- **What you are asked to do**:
For the word "training", copy every line of the material that includes it.

─── Information ───

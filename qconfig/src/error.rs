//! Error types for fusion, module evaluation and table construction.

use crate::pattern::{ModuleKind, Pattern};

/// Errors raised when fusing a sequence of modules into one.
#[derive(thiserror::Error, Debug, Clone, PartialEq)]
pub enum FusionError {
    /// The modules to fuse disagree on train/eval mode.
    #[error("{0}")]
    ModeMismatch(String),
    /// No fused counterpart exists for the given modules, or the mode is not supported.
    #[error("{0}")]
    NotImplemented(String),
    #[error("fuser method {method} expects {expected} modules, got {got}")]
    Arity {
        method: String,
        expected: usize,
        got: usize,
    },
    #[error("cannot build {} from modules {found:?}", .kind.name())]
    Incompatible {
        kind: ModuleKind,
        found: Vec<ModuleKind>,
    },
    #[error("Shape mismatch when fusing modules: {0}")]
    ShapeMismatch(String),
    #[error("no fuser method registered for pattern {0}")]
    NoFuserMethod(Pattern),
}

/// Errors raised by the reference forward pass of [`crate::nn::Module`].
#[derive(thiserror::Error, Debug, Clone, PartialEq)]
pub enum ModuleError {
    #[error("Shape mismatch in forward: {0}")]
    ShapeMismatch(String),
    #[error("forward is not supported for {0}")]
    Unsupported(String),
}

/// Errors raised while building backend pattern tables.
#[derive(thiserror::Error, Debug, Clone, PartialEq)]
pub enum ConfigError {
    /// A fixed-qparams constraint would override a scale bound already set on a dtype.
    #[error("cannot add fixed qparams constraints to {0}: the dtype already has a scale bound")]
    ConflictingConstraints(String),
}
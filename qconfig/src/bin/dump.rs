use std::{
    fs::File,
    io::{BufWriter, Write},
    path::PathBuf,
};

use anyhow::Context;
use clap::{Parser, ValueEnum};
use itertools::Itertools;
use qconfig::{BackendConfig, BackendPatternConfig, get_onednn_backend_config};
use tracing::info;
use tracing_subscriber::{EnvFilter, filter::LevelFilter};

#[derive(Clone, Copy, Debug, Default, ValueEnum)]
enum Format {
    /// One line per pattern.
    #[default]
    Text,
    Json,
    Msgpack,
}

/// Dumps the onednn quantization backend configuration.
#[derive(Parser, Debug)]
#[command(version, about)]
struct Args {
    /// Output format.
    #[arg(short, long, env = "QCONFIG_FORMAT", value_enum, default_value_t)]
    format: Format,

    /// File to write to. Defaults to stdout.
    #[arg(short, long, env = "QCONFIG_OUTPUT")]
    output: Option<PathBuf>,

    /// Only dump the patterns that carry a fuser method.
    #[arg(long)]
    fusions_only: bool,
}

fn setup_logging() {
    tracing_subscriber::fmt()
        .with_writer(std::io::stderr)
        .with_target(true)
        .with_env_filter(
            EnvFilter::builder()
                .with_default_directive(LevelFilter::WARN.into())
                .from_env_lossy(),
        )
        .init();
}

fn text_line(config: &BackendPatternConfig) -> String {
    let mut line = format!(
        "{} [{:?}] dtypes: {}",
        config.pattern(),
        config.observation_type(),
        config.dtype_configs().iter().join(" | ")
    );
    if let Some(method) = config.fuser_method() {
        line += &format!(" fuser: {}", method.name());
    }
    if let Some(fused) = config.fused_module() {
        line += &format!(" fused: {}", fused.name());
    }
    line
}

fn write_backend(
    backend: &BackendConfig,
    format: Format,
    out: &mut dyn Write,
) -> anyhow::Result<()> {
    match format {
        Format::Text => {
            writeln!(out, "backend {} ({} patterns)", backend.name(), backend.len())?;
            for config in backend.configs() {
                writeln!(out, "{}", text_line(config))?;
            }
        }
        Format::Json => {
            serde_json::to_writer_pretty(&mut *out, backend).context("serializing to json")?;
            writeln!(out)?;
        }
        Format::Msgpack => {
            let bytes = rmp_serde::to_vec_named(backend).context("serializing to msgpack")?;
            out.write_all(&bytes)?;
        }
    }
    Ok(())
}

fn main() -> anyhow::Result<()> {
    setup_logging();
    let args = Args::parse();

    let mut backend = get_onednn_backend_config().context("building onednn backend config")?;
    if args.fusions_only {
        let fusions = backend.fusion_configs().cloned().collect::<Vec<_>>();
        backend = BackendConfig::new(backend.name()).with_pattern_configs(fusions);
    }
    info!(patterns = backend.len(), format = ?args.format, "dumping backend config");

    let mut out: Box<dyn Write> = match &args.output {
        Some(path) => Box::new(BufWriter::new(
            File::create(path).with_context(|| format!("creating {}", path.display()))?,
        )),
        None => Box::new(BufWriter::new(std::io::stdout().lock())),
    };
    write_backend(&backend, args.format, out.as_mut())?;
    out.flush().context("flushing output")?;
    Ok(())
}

───
─── Information ───

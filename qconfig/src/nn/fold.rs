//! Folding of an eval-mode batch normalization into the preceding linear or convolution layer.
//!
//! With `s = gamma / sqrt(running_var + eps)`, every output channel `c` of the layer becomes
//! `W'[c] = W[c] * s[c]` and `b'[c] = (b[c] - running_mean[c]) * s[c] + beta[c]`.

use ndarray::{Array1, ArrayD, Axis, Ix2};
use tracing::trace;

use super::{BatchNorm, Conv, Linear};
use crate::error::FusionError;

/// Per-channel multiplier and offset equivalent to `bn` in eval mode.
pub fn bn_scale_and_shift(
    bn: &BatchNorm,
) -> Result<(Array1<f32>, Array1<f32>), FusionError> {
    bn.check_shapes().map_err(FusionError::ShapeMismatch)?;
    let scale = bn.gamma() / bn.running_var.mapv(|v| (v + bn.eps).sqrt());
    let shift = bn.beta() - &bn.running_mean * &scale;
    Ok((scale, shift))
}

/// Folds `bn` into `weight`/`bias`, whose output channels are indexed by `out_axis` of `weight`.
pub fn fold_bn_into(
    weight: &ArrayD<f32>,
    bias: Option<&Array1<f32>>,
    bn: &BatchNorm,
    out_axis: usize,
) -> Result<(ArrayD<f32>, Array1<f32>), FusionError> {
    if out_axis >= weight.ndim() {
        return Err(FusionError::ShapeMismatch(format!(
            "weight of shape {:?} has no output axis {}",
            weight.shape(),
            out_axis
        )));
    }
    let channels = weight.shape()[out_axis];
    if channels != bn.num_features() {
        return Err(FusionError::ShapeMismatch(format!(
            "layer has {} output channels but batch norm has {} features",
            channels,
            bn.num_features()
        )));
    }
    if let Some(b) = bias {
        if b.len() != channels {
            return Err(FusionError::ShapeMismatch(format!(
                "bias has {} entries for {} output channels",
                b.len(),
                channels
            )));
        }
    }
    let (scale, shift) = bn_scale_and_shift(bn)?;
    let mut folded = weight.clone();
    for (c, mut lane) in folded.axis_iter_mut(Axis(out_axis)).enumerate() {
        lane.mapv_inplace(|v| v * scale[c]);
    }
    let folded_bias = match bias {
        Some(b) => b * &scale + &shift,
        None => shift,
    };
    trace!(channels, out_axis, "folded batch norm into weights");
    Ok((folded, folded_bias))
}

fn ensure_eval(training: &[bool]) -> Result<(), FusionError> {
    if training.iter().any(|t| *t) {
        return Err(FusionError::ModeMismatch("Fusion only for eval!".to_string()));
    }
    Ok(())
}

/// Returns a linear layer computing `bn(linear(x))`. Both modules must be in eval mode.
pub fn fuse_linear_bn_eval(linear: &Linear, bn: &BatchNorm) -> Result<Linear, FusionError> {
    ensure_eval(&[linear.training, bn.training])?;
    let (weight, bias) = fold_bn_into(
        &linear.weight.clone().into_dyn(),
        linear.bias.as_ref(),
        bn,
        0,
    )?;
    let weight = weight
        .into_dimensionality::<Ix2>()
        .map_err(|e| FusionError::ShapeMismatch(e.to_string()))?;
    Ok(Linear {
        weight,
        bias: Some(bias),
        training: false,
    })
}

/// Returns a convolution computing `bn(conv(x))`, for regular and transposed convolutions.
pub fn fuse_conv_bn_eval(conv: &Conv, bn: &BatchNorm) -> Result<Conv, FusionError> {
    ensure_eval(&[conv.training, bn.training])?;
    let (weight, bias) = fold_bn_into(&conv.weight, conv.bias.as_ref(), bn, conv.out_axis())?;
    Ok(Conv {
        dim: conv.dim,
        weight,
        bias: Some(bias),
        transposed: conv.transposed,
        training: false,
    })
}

───

- **Result below**:
fn ensure_eval(training: &[bool]) -> Result<(), FusionError> {
    if training.iter().any(|t| *t) {
    ensure_eval(&[linear.training, bn.training])?;
        training: false,
    ensure_eval(&[conv.training, bn.training])?;
        training: false,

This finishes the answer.